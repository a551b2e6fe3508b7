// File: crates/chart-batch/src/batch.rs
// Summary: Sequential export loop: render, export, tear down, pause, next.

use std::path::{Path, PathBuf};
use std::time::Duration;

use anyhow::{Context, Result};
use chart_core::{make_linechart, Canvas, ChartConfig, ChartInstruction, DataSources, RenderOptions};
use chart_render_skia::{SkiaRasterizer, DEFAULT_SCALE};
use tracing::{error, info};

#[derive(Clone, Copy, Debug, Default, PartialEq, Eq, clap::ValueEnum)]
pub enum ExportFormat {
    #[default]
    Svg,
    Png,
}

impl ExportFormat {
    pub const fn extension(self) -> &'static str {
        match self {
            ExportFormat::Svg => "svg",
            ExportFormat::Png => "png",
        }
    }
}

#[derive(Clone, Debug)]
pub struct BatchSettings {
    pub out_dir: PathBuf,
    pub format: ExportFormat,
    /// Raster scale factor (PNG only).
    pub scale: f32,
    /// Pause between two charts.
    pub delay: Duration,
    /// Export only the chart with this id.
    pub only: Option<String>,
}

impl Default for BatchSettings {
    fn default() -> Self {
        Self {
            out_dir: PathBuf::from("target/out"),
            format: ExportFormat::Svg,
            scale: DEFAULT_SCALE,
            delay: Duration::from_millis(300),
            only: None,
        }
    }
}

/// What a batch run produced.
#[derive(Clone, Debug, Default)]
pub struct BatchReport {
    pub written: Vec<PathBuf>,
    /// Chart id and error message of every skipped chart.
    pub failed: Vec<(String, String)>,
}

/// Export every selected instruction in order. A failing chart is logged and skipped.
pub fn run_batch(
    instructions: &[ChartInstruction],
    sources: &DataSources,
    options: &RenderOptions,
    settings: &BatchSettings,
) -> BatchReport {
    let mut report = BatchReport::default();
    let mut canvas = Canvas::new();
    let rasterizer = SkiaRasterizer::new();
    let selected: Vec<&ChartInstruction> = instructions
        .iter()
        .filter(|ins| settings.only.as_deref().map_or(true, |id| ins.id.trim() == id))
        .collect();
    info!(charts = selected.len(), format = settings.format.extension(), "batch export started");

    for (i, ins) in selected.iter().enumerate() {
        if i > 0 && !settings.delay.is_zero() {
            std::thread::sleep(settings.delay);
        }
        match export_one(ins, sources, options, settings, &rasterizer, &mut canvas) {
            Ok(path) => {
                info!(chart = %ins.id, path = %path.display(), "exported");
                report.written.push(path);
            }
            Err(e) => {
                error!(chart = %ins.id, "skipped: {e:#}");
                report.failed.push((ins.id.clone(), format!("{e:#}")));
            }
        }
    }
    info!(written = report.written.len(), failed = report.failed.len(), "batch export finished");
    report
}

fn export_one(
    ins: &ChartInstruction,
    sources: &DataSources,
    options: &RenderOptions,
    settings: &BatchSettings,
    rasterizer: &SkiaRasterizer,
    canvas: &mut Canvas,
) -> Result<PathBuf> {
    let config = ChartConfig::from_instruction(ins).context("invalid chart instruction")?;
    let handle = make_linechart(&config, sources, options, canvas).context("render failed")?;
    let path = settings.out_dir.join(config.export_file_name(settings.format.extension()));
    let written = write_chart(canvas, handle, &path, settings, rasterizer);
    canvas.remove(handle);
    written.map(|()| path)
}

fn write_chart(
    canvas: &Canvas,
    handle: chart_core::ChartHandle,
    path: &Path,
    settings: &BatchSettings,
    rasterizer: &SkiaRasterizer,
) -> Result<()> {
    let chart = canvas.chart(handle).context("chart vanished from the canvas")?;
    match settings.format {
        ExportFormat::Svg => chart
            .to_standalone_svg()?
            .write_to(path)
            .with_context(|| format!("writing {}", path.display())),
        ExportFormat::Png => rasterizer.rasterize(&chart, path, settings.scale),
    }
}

Task item: When you transcribe the records above, keep every line exactly the same.

Result:
repository a551b2e6fe3508b7
// File: crates/chart-batch/src/batch.rs
// Summary: Sequential export loop: render, export, tear down, pause, next.

use std::path::{Path, PathBuf};
use std::time::Duration;

use anyhow::{Context, Result};
use chart_core::{make_linechart, Canvas, ChartConfig, ChartInstruction, DataSources, RenderOptions};
use chart_render_skia::{SkiaRasterizer, DEFAULT_SCALE};
use tracing::{error, info};

#[derive(Clone, Copy, Debug, Default, PartialEq, Eq, clap::ValueEnum)]
pub enum ExportFormat {
    #[default]
    Svg,
    Png,
}

impl ExportFormat {
    pub const fn extension(self) -> &'static str {
        match self {
            ExportFormat::Svg => "svg",
            ExportFormat::Png => "png",
        }
    }
}

#[derive(Clone, Debug)]
pub struct BatchSettings {
    pub out_dir: PathBuf,
    pub format: ExportFormat,
    /// Raster scale factor (PNG only).
    pub scale: f32,
    /// Pause between two charts.
    pub delay: Duration,
    /// Export only the chart with this id.
    pub only: Option<String>,
}

impl Default for BatchSettings {
    fn default() -> Self {
        Self {
            out_dir: PathBuf::from("target/out"),
            format: ExportFormat::Svg,
            scale: DEFAULT_SCALE,
            delay: Duration::from_millis(300),
            only: None,
        }
    }
}

/// What a batch run produced.
#[derive(Clone, Debug, Default)]
pub struct BatchReport {
    pub written: Vec<PathBuf>,
    /// Chart id and error message of every skipped chart.
    pub failed: Vec<(String, String)>,
}

/// Export every selected instruction in order. A failing chart is logged and skipped.
pub fn run_batch(
    instructions: &[ChartInstruction],
    sources: &DataSources,
    options: &RenderOptions,
    settings: &BatchSettings,
) -> BatchReport {
    let mut report = BatchReport::default();
    let mut canvas = Canvas::new();
    let rasterizer = SkiaRasterizer::new();
    let selected: Vec<&ChartInstruction> = instructions
        .iter()
        .filter(|ins| settings.only.as_deref().map_or(true, |id| ins.id.trim() == id))
        .collect();
    info!(charts = selected.len(), format = settings.format.extension(), "batch export started");

    for (i, ins) in selected.iter().enumerate() {
        if i > 0 && !settings.delay.is_zero() {
            std::thread::sleep(settings.delay);
        }
        match export_one(ins, sources, options, settings, &rasterizer, &mut canvas) {
            Ok(path) => {
                info!(chart = %ins.id, path = %path.display(), "exported");
                report.written.push(path);
            }
            Err(e) => {
                error!(chart = %ins.id, "skipped: {e:#}");
                report.failed.push((ins.id.clone(), format!("{e:#}")));
            }
        }
    }
    info!(written = report.written.len(), failed = report.failed.len(), "batch export finished");
    report
}

fn export_one(
    ins: &ChartInstruction,
    sources: &DataSources,
    options: &RenderOptions,
    settings: &BatchSettings,
    rasterizer: &SkiaRasterizer,
    canvas: &mut Canvas,
) -> Result<PathBuf> {
    let config = ChartConfig::from_instruction(ins).context("invalid chart instruction")?;
    let handle = make_linechart(&config, sources, options, canvas).context("render failed")?;
    let path = settings.out_dir.join(config.export_file_name(settings.format.extension()));
    let written = write_chart(canvas, handle, &path, settings, rasterizer);
    canvas.remove(handle);
    written.map(|()| path)
}

fn write_chart(
    canvas: &Canvas,
    handle: chart_core::ChartHandle,
    path: &Path,
    settings: &BatchSettings,
    rasterizer: &SkiaRasterizer,
) -> Result<()> {
    let chart = canvas.chart(handle).context("chart vanished from the canvas")?;
    match settings.format {
        ExportFormat::Svg => chart
            .to_standalone_svg()?
            .write_to(path)
            .with_context(|| format!("writing {}", path.display())),
        ExportFormat::Png => rasterizer.rasterize(&chart, path, settings.scale),
    }
}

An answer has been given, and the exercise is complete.